PROBLEM DETAILS:
Begin at the line containing "storage.keys_with_prefix(&namespace(self.prefix)).len()" in the entries below and end at the line containing "element is corrupt."; transcribe that range exactly and nothing outside it.

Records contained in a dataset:
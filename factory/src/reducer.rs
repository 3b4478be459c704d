//! Factory contract reducer.
//!
//! `create_event` issues one batch against the new sub-account. When the
//! host resolves it, the effect feeds `on_event_created` back into the store
//! as a self-call carrying the batch result.

use crate::error::{FactoryError, Result};
use crate::operations;
use crate::workflow::Deployment;
use gala_chain::{CallContext, ChainConfig, ContractCode, Host, PromiseBatch, Trie};
use gala_core::{SmallVec, effect::Effect, reducer::Reducer, smallvec};
use gala_event::EventDetails;
use serde::{Deserialize, Serialize};
use std::sync::Arc;

/// Contract storage plus the outcome of the most recent change call
#[derive(Clone, Debug, Default)]
pub struct FactoryState {
    /// Committed storage
    pub storage: Trie,
    /// Error of the last change call, `None` if it succeeded
    pub last_error: Option<FactoryError>,
}

impl FactoryState {
    /// Empty registry
    #[must_use]
    pub fn new() -> Self {
        Self::default()
    }
}

/// Change methods with their JSON arguments
#[derive(Clone, Debug, PartialEq, Eq, Serialize, Deserialize)]
#[serde(tag = "method", content = "args", rename_all = "snake_case")]
pub enum FactoryCall {
    /// Deploy and initialize a new event
    CreateEvent {
        /// Sub-account name
        name: String,
        /// Forwarded to the event's `initialize`
        details: EventDetails,
    },
    /// Deployment callback; self-calls only
    OnEventCreated {
        /// Sub-account name
        name: String,
    },
}

impl FactoryCall {
    /// Every change method name
    pub const METHODS: [&'static str; 2] = ["create_event", "on_event_created"];

    /// The method name
    #[must_use]
    pub const fn method_name(&self) -> &'static str {
        match self {
            Self::CreateEvent { .. } => "create_event",
            Self::OnEventCreated { .. } => "on_event_created",
        }
    }
}

/// Inputs to the factory reducer
#[derive(Clone, Debug)]
pub enum FactoryAction {
    /// A change method, from a client or from the factory's own callback
    Invoke {
        /// Call context
        context: CallContext,
        /// Method and arguments
        call: FactoryCall,
    },
}

/// `initialize` arguments forwarded to the new event
#[derive(Serialize)]
struct InitializeArgs<'a> {
    details: &'a EventDetails,
}

/// Platform dependencies of the factory
#[derive(Clone)]
pub struct FactoryEnvironment {
    /// Executes deployment batches
    pub host: Arc<dyn Host>,
    /// Platform limits
    pub config: ChainConfig,
    /// Code deployed to every new event account
    pub event_code: Arc<dyn ContractCode>,
}

impl FactoryEnvironment {
    /// Create a new environment
    #[must_use]
    pub fn new(host: Arc<dyn Host>, config: ChainConfig, event_code: Arc<dyn ContractCode>) -> Self {
        Self {
            host,
            config,
            event_code,
        }
    }
}

/// Reducer for the factory contract
#[derive(Clone, Debug, Default)]
pub struct FactoryReducer;

impl FactoryReducer {
    /// Create a new reducer
    #[must_use]
    pub const fn new() -> Self {
        Self
    }

    /// Create the account, deploy, hand the caller a key, and initialize
    fn deployment_batch(
        deployment: &Deployment,
        details: &EventDetails,
        ctx: &CallContext,
        env: &FactoryEnvironment,
    ) -> Result<PromiseBatch> {
        tracing::info!("creating event contract");
        let batch = PromiseBatch::new(deployment.account_id.clone())
            .create_account()
            .deploy_contract(Arc::clone(&env.event_code))
            .add_full_access_key(ctx.signer_account_pk.clone());

        tracing::info!("initializing event");
        batch
            .function_call(
                "initialize",
                &InitializeArgs { details },
                deployment.deposit,
                env.config.xcc_gas,
            )
            .map_err(|e| FactoryError::Encode(e.to_string()))
    }

    fn apply(
        storage: &mut Trie,
        ctx: &CallContext,
        call: FactoryCall,
        env: &FactoryEnvironment,
    ) -> Result<Effect<FactoryAction>> {
        match call {
            FactoryCall::CreateEvent { name, details } => {
                let requested =
                    operations::request_deployment(storage, ctx, &name, env.config.min_account_balance)?;
                let batch = Self::deployment_batch(&requested, &details, ctx, env)?;
                let deployment = operations::start_deployment(storage, requested)?;

                metrics::counter!("factory.deployments.requested").increment(1);
                tracing::info!(
                    name = %deployment.name,
                    account = %deployment.account_id,
                    deposit = %deployment.deposit,
                    "Deployment issued"
                );

                let host = Arc::clone(&env.host);
                let factory = ctx.current_account_id.clone();
                let signer = ctx.signer_account_id.clone();
                let gas = env.config.xcc_gas;

                Ok(Effect::Future(Box::pin(async move {
                    let result = host.execute(factory.clone(), signer.clone(), batch).await;
                    let resolved_at = host.block_timestamp();
                    let context = CallContext::new(factory.clone(), factory, resolved_at)
                        .with_signer(signer)
                        .with_prepaid_gas(gas)
                        .with_promise_results(vec![result]);
                    Some(FactoryAction::Invoke {
                        context,
                        call: FactoryCall::OnEventCreated { name },
                    })
                })))
            },
            FactoryCall::OnEventCreated { name } => {
                match operations::resolve_deployment(storage, ctx, &name)? {
                    Some(status) => {
                        metrics::counter!("factory.deployments.resolved", "status" => status.to_string())
                            .increment(1);
                    },
                    None => metrics::counter!("factory.deployments.pending").increment(1),
                }
                Ok(Effect::None)
            },
        }
    }
}

impl Reducer for FactoryReducer {
    type State = FactoryState;
    type Action = FactoryAction;
    type Environment = FactoryEnvironment;

    fn reduce(
        &self,
        state: &mut Self::State,
        action: Self::Action,
        env: &Self::Environment,
    ) -> SmallVec<[Effect<Self::Action>; 4]> {
        match action {
            FactoryAction::Invoke { context, call } => {
                let method = call.method_name();
                let mut draft = state.storage.clone();

                match Self::apply(&mut draft, &context, call, env) {
                    Ok(effect) => {
                        state.storage = draft;
                        state.last_error = None;
                        tracing::debug!(
                            caller = %context.predecessor_account_id,
                            method,
                            "Call committed"
                        );
                        smallvec![effect]
                    },
                    Err(error) => {
                        tracing::warn!(
                            caller = %context.predecessor_account_id,
                            method,
                            %error,
                            "Call rejected"
                        );
                        metrics::counter!("factory.calls.rejected", "method" => method).increment(1);
                        state.last_error = Some(error);
                        smallvec![Effect::None]
                    },
                }
            },
        }
    }
}
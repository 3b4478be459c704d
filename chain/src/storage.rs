//! Persistent key-value storage.
//!
//! Contracts persist two shapes of data:
//!
//! - singleton records under a fixed key ([`read_record`] / [`write_record`])
//! - collections under a short namespace prefix ([`PersistentSet`], [`PersistentMap`])
//!
//! Values and set elements are encoded with `bincode`. Collection entries
//! live at `<prefix>::<encoded key>`, so enumeration follows the byte order of
//! the encoded keys: stable while the collection is unchanged, but not
//! insertion order.

use serde::Serialize;
use serde::de::DeserializeOwned;
use std::collections::BTreeMap;
use std::marker::PhantomData;
use thiserror::Error;

/// Storage encoding errors
#[derive(Debug, Error, Clone, PartialEq, Eq)]
pub enum StorageError {
    /// A value could not be encoded
    #[error("failed to encode {key}: {message}")]
    Encode {
        /// Record key or collection prefix
        key: String,
        /// Encoder message
        message: String,
    },

    /// Stored bytes could not be decoded
    #[error("failed to decode {key}: {message}")]
    Decode {
        /// Record key or collection prefix
        key: String,
        /// Decoder message
        message: String,
    },
}

/// Result type for storage operations
pub type Result<T> = std::result::Result<T, StorageError>;

/// Raw byte storage owned by one contract account
pub trait Storage {
    /// Read the value stored under `key`
    fn read(&self, key: &[u8]) -> Option<&[u8]>;

    /// Store `value` under `key`, returning the previous value
    fn write(&mut self, key: Vec<u8>, value: Vec<u8>) -> Option<Vec<u8>>;

    /// Remove `key`, returning the previous value
    fn remove(&mut self, key: &[u8]) -> Option<Vec<u8>>;

    /// All keys starting with `prefix`, in byte order
    fn keys_with_prefix(&self, prefix: &[u8]) -> Vec<Vec<u8>>;

    /// True when `key` is present
    fn has_key(&self, key: &[u8]) -> bool {
        self.read(key).is_some()
    }
}

/// In-memory ordered storage
///
/// Cheap to clone, which is how a call works on a draft and commits it only
/// on success.
#[derive(Clone, Debug, Default, PartialEq, Eq)]
pub struct Trie {
    entries: BTreeMap<Vec<u8>, Vec<u8>>,
}

impl Trie {
    /// Empty storage
    #[must_use]
    pub const fn new() -> Self {
        Self {
            entries: BTreeMap::new(),
        }
    }

    /// Number of stored keys
    #[must_use]
    pub fn len(&self) -> usize {
        self.entries.len()
    }

    /// True when nothing is stored
    #[must_use]
    pub fn is_empty(&self) -> bool {
        self.entries.is_empty()
    }
}

impl Storage for Trie {
    fn read(&self, key: &[u8]) -> Option<&[u8]> {
        self.entries.get(key).map(Vec::as_slice)
    }

    fn write(&mut self, key: Vec<u8>, value: Vec<u8>) -> Option<Vec<u8>> {
        self.entries.insert(key, value)
    }

    fn remove(&mut self, key: &[u8]) -> Option<Vec<u8>> {
        self.entries.remove(key)
    }

    fn keys_with_prefix(&self, prefix: &[u8]) -> Vec<Vec<u8>> {
        self.entries
            .range(prefix.to_vec()..)
            .take_while(|(key, _)| key.starts_with(prefix))
            .map(|(key, _)| key.clone())
            .collect()
    }
}

fn encode<T: Serialize + ?Sized>(key: &str, value: &T) -> Result<Vec<u8>> {
    bincode::serialize(value).map_err(|e| StorageError::Encode {
        key: key.to_string(),
        message: e.to_string(),
    })
}

fn decode<T: DeserializeOwned>(key: &str, bytes: &[u8]) -> Result<T> {
    bincode::deserialize(bytes).map_err(|e| StorageError::Decode {
        key: key.to_string(),
        message: e.to_string(),
    })
}

/// Load the singleton record stored under `key`
///
/// # Errors
///
/// Returns [`StorageError::Decode`] if the stored bytes do not decode as `T`.
pub fn read_record<S, T>(storage: &S, key: &str) -> Result<Option<T>>
where
    S: Storage + ?Sized,
    T: DeserializeOwned,
{
    storage
        .read(key.as_bytes())
        .map(|bytes| decode(key, bytes))
        .transpose()
}

/// Persist the singleton record under `key`
///
/// # Errors
///
/// Returns [`StorageError::Encode`] if the value cannot be encoded.
pub fn write_record<S, T>(storage: &mut S, key: &str, value: &T) -> Result<()>
where
    S: Storage + ?Sized,
    T: Serialize,
{
    let bytes = encode(key, value)?;
    storage.write(key.as_bytes().to_vec(), bytes);
    Ok(())
}

fn namespace(prefix: &str) -> Vec<u8> {
    let mut key = prefix.as_bytes().to_vec();
    key.extend_from_slice(b"::");
    key
}

/// A set stored under a namespace prefix
///
/// The handle holds no data; every operation goes through the storage passed
/// in, so a call always sees what was last committed.
#[derive(Debug, Clone, Copy)]
pub struct PersistentSet<T> {
    prefix: &'static str,
    _element: PhantomData<fn() -> T>,
}

impl<T> PersistentSet<T> {
    /// Set handle for `prefix`
    #[must_use]
    pub const fn new(prefix: &'static str) -> Self {
        Self {
            prefix,
            _element: PhantomData,
        }
    }

    /// The namespace prefix
    #[must_use]
    pub const fn prefix(&self) -> &'static str {
        self.prefix
    }
}

impl<T: Serialize + DeserializeOwned> PersistentSet<T> {
    fn element_key(&self, value: &T) -> Result<Vec<u8>> {
        let mut key = namespace(self.prefix);
        key.extend(encode(self.prefix, value)?);
        Ok(key)
    }

    /// Insert `value`; returns `false` if it was already present
    ///
    /// # Errors
    ///
    /// Returns [`StorageError::Encode`] if the element cannot be encoded.
    pub fn insert<S: Storage + ?Sized>(&self, storage: &mut S, value: &T) -> Result<bool> {
        let key = self.element_key(value)?;
        Ok(storage.write(key, Vec::new()).is_none())
    }

    /// Remove `value`; returns `false` if it was absent
    ///
    /// # Errors
    ///
    /// Returns [`StorageError::Encode`] if the element cannot be encoded.
    pub fn remove<S: Storage + ?Sized>(&self, storage: &mut S, value: &T) -> Result<bool> {
        let key = self.element_key(value)?;
        Ok(storage.remove(&key).is_some())
    }

    /// Membership test
    ///
    /// # Errors
    ///
    /// Returns [`StorageError::Encode`] if the element cannot be encoded.
    pub fn contains<S: Storage + ?Sized>(&self, storage: &S, value: &T) -> Result<bool> {
        let key = self.element_key(value)?;
        Ok(storage.has_key(&key))
    }

    /// Number of elements
    pub fn len<S: Storage + ?Sized>(&self, storage: &S) -> usize {
        storage.keys_with_prefix(&namespace(self.prefix)).len()
    }

    /// True when the set is empty
    pub fn is_empty<S: Storage + ?Sized>(&self, storage: &S) -> bool {
        self.len(storage) == 0
    }

    /// All elements in enumeration order
    ///
    /// # Errors
    ///
    /// Returns [`StorageError::Decode`] if a stored element is corrupt.
    pub fn values<S: Storage + ?Sized>(&self, storage: &S) -> Result<Vec<T>> {
        let ns = namespace(self.prefix);
        storage
            .keys_with_prefix(&ns)
            .iter()
            .map(|key| decode(self.prefix, &key[ns.len()..]))
            .collect()
    }
}

/// A map stored under a namespace prefix
#[derive(Debug, Clone, Copy)]
pub struct PersistentMap<K, V> {
    prefix: &'static str,
    _entry: PhantomData<fn() -> (K, V)>,
}

impl<K, V> PersistentMap<K, V> {
    /// Map handle for `prefix`
    #[must_use]
    pub const fn new(prefix: &'static str) -> Self {
        Self {
            prefix,
            _entry: PhantomData,
        }
    }
}

impl<K, V> PersistentMap<K, V>
where
    K: Serialize + DeserializeOwned,
    V: Serialize + DeserializeOwned,
{
    fn entry_key(&self, key: &K) -> Result<Vec<u8>> {
        let mut raw = namespace(self.prefix);
        raw.extend(encode(self.prefix, key)?);
        Ok(raw)
    }

    /// Value stored for `key`
    ///
    /// # Errors
    ///
    /// Returns [`StorageError`] if the key cannot be encoded or the value is corrupt.
    pub fn get<S: Storage + ?Sized>(&self, storage: &S, key: &K) -> Result<Option<V>> {
        let raw = self.entry_key(key)?;
        storage
            .read(&raw)
            .map(|bytes| decode(self.prefix, bytes))
            .transpose()
    }

    /// Store `value` for `key`
    ///
    /// # Errors
    ///
    /// Returns [`StorageError::Encode`] if the key or value cannot be encoded.
    pub fn insert<S: Storage + ?Sized>(&self, storage: &mut S, key: &K, value: &V) -> Result<()> {
        let raw = self.entry_key(key)?;
        storage.write(raw, encode(self.prefix, value)?);
        Ok(())
    }

    /// Remove `key`; returns `false` if it was absent
    ///
    /// # Errors
    ///
    /// Returns [`StorageError::Encode`] if the key cannot be encoded.
    pub fn remove<S: Storage + ?Sized>(&self, storage: &mut S, key: &K) -> Result<bool> {
        let raw = self.entry_key(key)?;
        Ok(storage.remove(&raw).is_some())
    }

    /// All entries in enumeration order
    ///
    /// # Errors
    ///
    /// Returns [`StorageError::Decode`] if a stored entry is corrupt.
    pub fn entries<S: Storage + ?Sized>(&self, storage: &S) -> Result<Vec<(K, V)>> {
        let ns = namespace(self.prefix);
        storage
            .keys_with_prefix(&ns)
            .iter()
            .map(|raw| {
                let key = decode(self.prefix, &raw[ns.len()..])?;
                let value = storage
                    .read(raw)
                    .map(|bytes| decode(self.prefix, bytes))
                    .transpose()?
                    .ok_or_else(|| StorageError::Decode {
                        key: self.prefix.to_string(),
                        message: "entry vanished during enumeration".to_string(),
                    })?;
                Ok((key, value))
            })
            .collect()
    }
}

REPLY TO THE EXERCISE:
        storage.keys_with_prefix(&namespace(self.prefix)).len()
    }

    /// True when the set is empty
    pub fn is_empty<S: Storage + ?Sized>(&self, storage: &S) -> bool {
        self.len(storage) == 0
    }

    /// All elements in enumeration order
    ///
    /// # Errors
    ///
    /// Returns [`StorageError::Decode`] if a stored element is corrupt.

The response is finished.